I’m sure there is no person in the world who never lied.
by Anushka of The Glowing Heart

Photo from Carmella Fernando’s flickr
People lie for many reasons. To hide their guilt, to protect someone, not to hurt someone’s feelings, not to cause a fight.
I’ve been lied to a lot of times by many people. Mostly by those who didn’t care about my feelings nor being fair to me. So I started thinking about my lies.
I know how to lie and how to make everyone believe it, but I don’t like to do it. Lying is stressful and requires next lies for a case to cover the previous one. What about if I forget about my lie and someone catches me on it? It won’t be a nice situation for both sides.
Every lie, sooner or later, comes out. So what for lying? I believe it’s better to say the truth and deal with consequences instead of lying and stressing yourself and get into more trouble.

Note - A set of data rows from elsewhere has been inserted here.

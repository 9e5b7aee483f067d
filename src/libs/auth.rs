//! Password hashing and the login attempt state machine.
//!
//! ## Hashing
//!
//! Passwords are stored as Argon2id PHC strings
//! (`$argon2id$v=19$m=19456,t=2,p=1$...`). The cost parameters are fixed
//! constants; a fresh random salt is drawn for every hash.
//!
//! ## Login flow
//!
//! ```text
//!                 attempt(ok)
//!   AwaitingInput ───────────▶ Success
//!      │    ▲
//!      │    │ attempt(bad), failures < 3
//!      └────┘
//!      │ attempt(bad), failures == 3      abort()
//!      └───────────────────────▶ Locked    ──────▶ Aborted
//! ```
//!
//! `Success`, `Locked` and `Aborted` are terminal. Once locked, credentials
//! are not even evaluated. After a failure with attempts remaining the caller
//! waits `base * 2^(failures - 1)` before prompting again.

use crate::db::users::{Role, Users};
use crate::libs::error::AppError;
use crate::libs::messages::Message;
use argon2::password_hash::{rand_core::OsRng, PasswordHash, PasswordHasher, PasswordVerifier, SaltString};
use argon2::{Algorithm, Argon2, Params, Version};
use std::time::Duration;
use tracing::{debug, warn};

pub const HASH_MEMORY_KIB: u32 = 19_456;
pub const HASH_ITERATIONS: u32 = 2;
pub const HASH_LANES: u32 = 1;

pub const MAX_LOGIN_ATTEMPTS: u32 = 3;
pub const BASE_BACKOFF: Duration = Duration::from_secs(1);

/// Verified against when the username does not exist, so both paths cost one
/// Argon2 run with the same parameters. No password matches it.
pub const DUMMY_PASSWORD_HASH: &str =
    "$argon2id$v=19$m=19456,t=2,p=1$MCI5DIvtxdfCYjToFILQNg$XTOrrgVSx4+6bC8ROeRh5EmfeBk39QQHb6ZbB2Pip38";

fn hasher() -> Result<Argon2<'static>, AppError> {
    let params = Params::new(HASH_MEMORY_KIB, HASH_ITERATIONS, HASH_LANES, None)
        .map_err(|e| AppError::Hashing(e.to_string()))?;
    Ok(Argon2::new(Algorithm::Argon2id, Version::V0x13, params))
}

pub fn hash_password(password: &str) -> Result<String, AppError> {
    let salt = SaltString::generate(&mut OsRng);
    hasher()?
        .hash_password(password.as_bytes(), &salt)
        .map(|hash| hash.to_string())
        .map_err(|e| AppError::Hashing(e.to_string()))
}

/// Checks `password` against a stored PHC string. Malformed hashes never match.
pub fn verify_password(password: &str, hash: &str) -> bool {
    let Ok(parsed) = PasswordHash::new(hash) else {
        warn!("stored password hash is not a valid PHC string");
        return false;
    };

    match hasher() {
        Ok(argon2) => argon2.verify_password(password.as_bytes(), &parsed).is_ok(),
        Err(_) => false,
    }
}

/// Burns one verification for an unknown username.
pub(crate) fn verify_against_dummy(password: &str) {
    let _ = verify_password(password, DUMMY_PASSWORD_HASH);
}

/// Validates a new password and its confirmation.
pub fn check_new_password(password: &str, confirmation: &str) -> Result<(), AppError> {
    if password.chars().count() < crate::db::users::MIN_PASSWORD_LEN {
        return Err(AppError::Validation(Message::PasswordTooShort(crate::db::users::MIN_PASSWORD_LEN)));
    }
    if password != confirmation {
        return Err(AppError::Validation(Message::PasswordsDoNotMatch));
    }
    Ok(())
}

/// Delay before the next prompt after `failures` consecutive failures.
pub fn backoff_delay(base: Duration, failures: u32) -> Duration {
    if failures == 0 {
        return Duration::ZERO;
    }
    base.saturating_mul(1u32 << (failures - 1).min(16))
}

/// The identity a successful login yields.
#[derive(Debug, Clone, PartialEq, Eq)]
pub struct AuthenticatedUser {
    pub id: i64,
    pub username: String,
    pub role: Role,
}

#[derive(Debug, Clone, PartialEq, Eq)]
pub enum LoginState {
    AwaitingInput { failures: u32 },
    Success(AuthenticatedUser),
    Locked,
    Aborted,
}

impl LoginState {
    pub fn is_terminal(&self) -> bool {
        !matches!(self, LoginState::AwaitingInput { .. })
    }
}

#[derive(Debug, Clone, PartialEq, Eq)]
pub enum AttemptOutcome {
    Granted(AuthenticatedUser),
    Denied { remaining: u32, retry_after: Duration },
    Locked,
}

/// One interactive login: at most [`MAX_LOGIN_ATTEMPTS`] tries.
#[derive(Debug, Clone)]
pub struct LoginSession {
    state: LoginState,
    max_attempts: u32,
    base_backoff: Duration,
}

impl Default for LoginSession {
    fn default() -> Self {
        Self::new()
    }
}

impl LoginSession {
    pub fn new() -> Self {
        Self::with_limits(MAX_LOGIN_ATTEMPTS, BASE_BACKOFF)
    }

    pub fn with_limits(max_attempts: u32, base_backoff: Duration) -> Self {
        LoginSession {
            state: LoginState::AwaitingInput { failures: 0 },
            max_attempts: max_attempts.max(1),
            base_backoff,
        }
    }

    pub fn state(&self) -> &LoginState {
        &self.state
    }

    /// Submits one pair of credentials.
    ///
    /// Empty fields count as a failure without touching the store. Once the
    /// session is locked every call returns `Locked`; after success or abort
    /// the session is closed and further calls are rejected.
    pub fn attempt(&mut self, users: &Users<'_>, username: &str, password: &str) -> Result<AttemptOutcome, AppError> {
        let failures = match &self.state {
            LoginState::AwaitingInput { failures } => *failures,
            LoginState::Locked => return Ok(AttemptOutcome::Locked),
            LoginState::Success(_) | LoginState::Aborted => {
                return Err(AppError::Validation(Message::LoginSessionClosed));
            }
        };

        let username = username.trim();
        let verified = if username.is_empty() || password.is_empty() {
            None
        } else {
            users.authenticate(username, password)?
        };

        if let Some(user) = verified {
            debug!(user = %user.username, "login granted");
            self.state = LoginState::Success(user.clone());
            return Ok(AttemptOutcome::Granted(user));
        }

        let failures = failures + 1;
        if failures >= self.max_attempts {
            warn!(attempts = failures, "login locked after repeated failures");
            self.state = LoginState::Locked;
            return Ok(AttemptOutcome::Locked);
        }

        self.state = LoginState::AwaitingInput { failures };
        Ok(AttemptOutcome::Denied {
            remaining: self.max_attempts - failures,
            retry_after: backoff_delay(self.base_backoff, failures),
        })
    }

    /// Cancels the login. No-op on a terminal session.
    pub fn abort(&mut self) {
        if !self.state.is_terminal() {
            self.state = LoginState::Aborted;
        }
    }
}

But is it always good? Sometimes not telling the truth will save someone else from being hurted or sad. Sometimes lying is bad and sometimes is good? It’s a little bit confusing.
If someone doesn’t ask me about something I don’t say it myself if it’s not necessary. Is it lying? I don’t think so. Some information are better to be kept only for myself.
I think lying can be bad or good depending on situation. But from the other side we can lie saying we do it not to hurt someone’s feelings. There is a thin line between good and bad lying and this is needed not to cross the ‘good side’ line.
What “white” lie have you used?
More from Anushka in The Glowing Heart.
Thank you for sharing my thoughts. It means a lot 🙂
You’re welcome 🙂
I used to be a compulsive lier.
I would lie when I didn’t need to.
These days I’m very different.
These days it’s not good for me to do it.
Makes me sick & crazy.
I endorse your views fully on the topic. If one has to lie for the good others, it is a thousand times better than the truth that hurts a person.
Writers lie all the time. Fiction, right? Lying only when it’s for the best…
Lieing is part of a collection of bad social deeds. If it is analysed on its own, it absolves the person from other abuses of a person. Not telling someone something that could help them, or information that is their due and right to hear is not a lie, but it is a bad deed. I have lied in the past and have learned from it. I have a poor memory so lieing would never have been possible on an ongoing basis. The impulse to lie doesn’t go away, thus the reasoning around good lies, but as a person continues to tell the truth, with concideration for the listener (the manner of communication – brutal/caring/accurate/vague/their opinion/views – is a deed in itself), they find their opinion valued by the people they care about. That alone would be worth a persons approach to communication.
Telling a story for entertainment is not a lie, by the way, and is as much a part of the human condition as the impulse to shape reality to suit oneself, or the impulse to lie.
Positions of power tend to leave the person in that position with the option of telling a lie to help people. In these cases the people who established the position and have expectations of it, need to be examined. If people accept a lie that suits them, there should be no complaining after that point.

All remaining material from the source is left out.